Big East Men's Basketball Regular Season Champions
| Season | Champion* | Conference Record | Notes |
|---|---|---|---|
| 1979-80 | Georgetown ^{(1) (0)} St. John's ^{(1) (0)} Syracuse ^{(1) (0)} | 5-1 |  |
| 1980-81 | Boston College ^{(1) (1)} | 10-4 |  |
| 1981-82 | Villanova ^{(1) (1) } | 11-3 |  |
| 1982-83 | Boston College ^{(2) (1)} St. John's ^{(2) (0)} Villanova ^{(2) (1) } | 12-4 |  |
| 1983-84 | Georgetown ^{(2) (1)} | 14-2 |  |
| 1984-85 | St. John's ^{(3) (1)} | 15-1 |  |
| 1985-86 | St. John's ^{(4) (1)} Syracuse ^{(2) (0)} | 14-2 |  |
| 1986-87 | Georgetown ^{(3) (1)} Pitt ^{(1) (0)} Syracuse ^{(3) (0)} | 12-4 |  |
| 1987-88 | Pitt ^{(2) (1)} | 12-4 |  |
| 1988-89 | Georgetown ^{(4) (2)} | 13-3 |  |
| 1989-90 | Syracuse ^{(4) (0)} UConn ^{(1) (0)} | 12-4 |  |
| 1990-91 | Syracuse ^{(5) (1)} | 12-4 |  |
| 1991-92 | Georgetown ^{(5) (2)} Seton Hall ^{(1) (0)} St.
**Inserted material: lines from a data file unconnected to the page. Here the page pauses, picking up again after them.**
use serde::{Deserialize, Serialize};

use crate::config::{InstrumentSpec, RiskSettings};
use crate::core::structure::{StructureSnapshot, SwingLevel};
use crate::models::{Direction, SwingType};

/// Protective and target levels for a new position.
#[derive(Debug, Clone, Serialize, Deserialize)]
pub struct EntryPlan {
    pub direction: Direction,
    pub entry: f64,
    pub stop: f64,
    pub targets: Vec<f64>,
    /// |entry - stop|, never below the configured minimum
    pub risk_distance: f64,
    pub reason: String,
}

pub struct StopPlanner {
    atr_buffer: f64,
    fallback_atr: f64,
    pub min_distance: f64,
}

impl StopPlanner {
    pub fn new(risk: &RiskSettings, spec: &InstrumentSpec) -> Self {
        Self {
            atr_buffer: risk.stop_atr_buffer,
            fallback_atr: risk.fallback_stop_atr,
            min_distance: min_stop_distance(risk, spec),
        }
    }

    /// Stop beyond the most recent protective swing plus an ATR buffer; with
    /// no usable swing, a fixed ATR multiple. Targets sit at 1R, 2R and 3R
    /// scaled by the profile's target multiplier.
    pub fn plan(
        &self,
        direction: Direction,
        entry: f64,
        snapshot: &StructureSnapshot,
        atr: Option<f64>,
        target_multiplier: f64,
    ) -> EntryPlan {
        let atr = atr.filter(|a| a.is_finite() && *a > 0.0).unwrap_or(0.0);
        let sign = direction.sign();

        let swing = snapshot
            .swings
            .iter()
            .filter(|s| match direction {
                Direction::Long => s.kind == SwingType::Low && s.price < entry,
                Direction::Short => s.kind == SwingType::High && s.price > entry,
            })
            .max_by_key(|s| s.index);

        let (raw_stop, reason) = match swing {
            Some(s) => (
                s.price - sign * atr * self.atr_buffer,
                format!("beyond swing {} @ {:.5}", s.kind, s.price),
            ),
            None => (
                entry - sign * atr * self.fallback_atr,
                format!("{:.1} x ATR fallback", self.fallback_atr),
            ),
        };

        let distance = clamp_distance((entry - raw_stop) * sign, self.min_distance);
        let stop = entry - sign * distance;
        let multiplier = if target_multiplier > 0.0 { target_multiplier } else { 1.0 };
        let targets = (1..=3)
            .map(|k| entry + sign * distance * multiplier * k as f64)
            .collect();

        EntryPlan {
            direction,
            entry,
            stop,
            targets,
            risk_distance: distance,
            reason,
        }
    }

    /// Most recent favourable swing that would tighten the stop, if any.
    /// Longs trail under swing lows, shorts over swing highs. Only the
    /// `lookback` newest swings of that kind are considered, and the level
    /// must sit between the current stop and the current price.
    pub fn trailing_level(
        &self,
        direction: Direction,
        current_stop: f64,
        price: f64,
        snapshot: &StructureSnapshot,
        lookback: usize,
    ) -> Option<f64> {
        let kind = match direction {
            Direction::Long => SwingType::Low,
            Direction::Short => SwingType::High,
        };
        let mut recent: Vec<&SwingLevel> =
            snapshot.swings.iter().filter(|s| s.kind == kind).collect();
        recent.sort_by_key(|s| std::cmp::Reverse(s.index));

        recent
            .into_iter()
            .take(lookback.max(1))
            .find(|s| match direction {
                Direction::Long => s.price > current_stop && s.price < price,
                Direction::Short => s.price < current_stop && s.price > price,
            })
            .map(|s| s.price)
    }
}

pub fn min_stop_distance(risk: &RiskSettings, spec: &InstrumentSpec) -> f64 {
    (spec.tick_size * risk.min_stop_ticks).max(f64::EPSILON)
}

/// Stop distance used anywhere as a divisor: positive and at least `min`.
pub fn clamp_distance(distance: f64, min: f64) -> f64 {
    if distance.is_finite() {
        distance.max(min)
    } else {
        min
    }
}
John's ^{(5) (1)} | 12-6 |  |
| 1992-93 | Seton Hall ^{(2) (1)} | 14-4 |  |
| 1993-94 | UConn ^{(2) (1)} | 16-2 |  |
| 1994-95 | UConn ^{(3) (2)} | 16-2 |  |
| 1995-96 | Big East 6 Division UConn ^{(4) (2)} Big East 7 Division Georgetown ^{(6) (2)} | 13-5 (Big East 7 Division) | First season of play for the Big East 6 and Big East 7 divisions |
| 1996-97 | Big East 6 Division Boston College ^{(3) (1)} Villanova ^{(3) (1) } Big East 7 Division Georgetown ^{(7) (2)} | 12-6 (Big East 6 Division) 11-7 (Big East 7 Division) |  |
| 1997-98 | Big East 6 Division UConn ^{(5) (2)} Big East 7 Division Syracuse ^{(6) (1)} | 12-6 | Last season of play for the Big East 6 and Big East 7 divisions |
| 1998-99 | UConn ^{(6) (3)} | 16-2 |  |
| 1999-00 | Miami ^{(1) (0)} Syracuse ^{(7) (1)} | 13-3 |  |
| 2000-01 | East Boston College ^{(4) (1)} West Notre Dame ^{(1) (0)} | 13-3 (East) 11-5 (West) | First season of play for the East and West divisions |
| 2001-02 | East UConn ^{(7) (3)} West Pitt ^{(3) (1)} | 13-3 (East) 13-3 (West) |  |
| 2002-03 | East Boston College ^{(5) (1)} UConn ^{(8) (3)} West Pitt ^{(4) (1)} Syracuse ^{(8) (1)} | 10-6 (East) 13-3 (West) | Last season of play for the East and West divisions |
| 2003-04 | Pitt ^{(5) (2)} | 13-3 |  |
| 2004-05 | Boston College ^{(6) (1)} UConn ^{(9) (3)} | 13-3 |  |
| 2005-06 | UConn ^{(10) (3)} Villanova ^{(4) (1) } | 14-2 |  |
| 2006-07 | Georgetown ^{(8) (3)} | 13-3 |  |
| 2007-08 | Georgetown ^{(9) (4)} | 15-3 |  |
| 2008-09 | Louisville ^{(1) (1)} | 16-2 |  |
| 2009-10 | Syracuse ^{(9) (2)} | 15-3 |  |
| 2010-11 | Pitt ^{(6) (3)} | 15-3 |  |
| 2011-12 | Syracuse ^{(10) (3)} | 17-1 |  |
| 2012-13 | Georgetown ^{(10) (4)} Louisville ^{(2) (1)} Marquette ^{(1) (0)} | 14-4 | Last season of play for the original Big East |
| 2013-14 | Villanova ^{(5) (2) } | 16-2 | First season of play for the new Big East |
| 2014-15 | Villanova ^{(6) (3) } | 16-2 |  |
| 2015-16 | Villanova ^{(7) (4) } | 16-2 |  |
| 2016-17 | Villanova ^{(8) (5) } | 15-3 |  |
| 2017-18 | Xavier ^{(1) (1)} | 15-3 |  |
| 2018-19 | Villanova ^{(9) (6) } | 13-5 |  |
| 2019-20 | Creighton ^{(1) (0)} Seton Hall ^{(3) (1)} Villanova ^{(10) (6) } | 13-5 |  |
| 2020-21 | Villanova ^{(11) (7) } | 11-4 |  |
| 2021-22 | Providence ^{(1) (1)} | 14-3 |  |
| 2022-23 | Marquette ^{(2) (1)} | 17-3 |  |
| 2023-24 | UConn ^{(11) (4)} | 18-2 |  |
| 2024-25 | St. John's ^{(6) (2)} | 18-2 |  |
| 2025-26 | St. John's ^{(7) (3)} | 18-2 |  |

- The numbers in parentheses represent the number of overall championships won by that school up until the point (shared and outright), and outright championships won up to that point, respectively.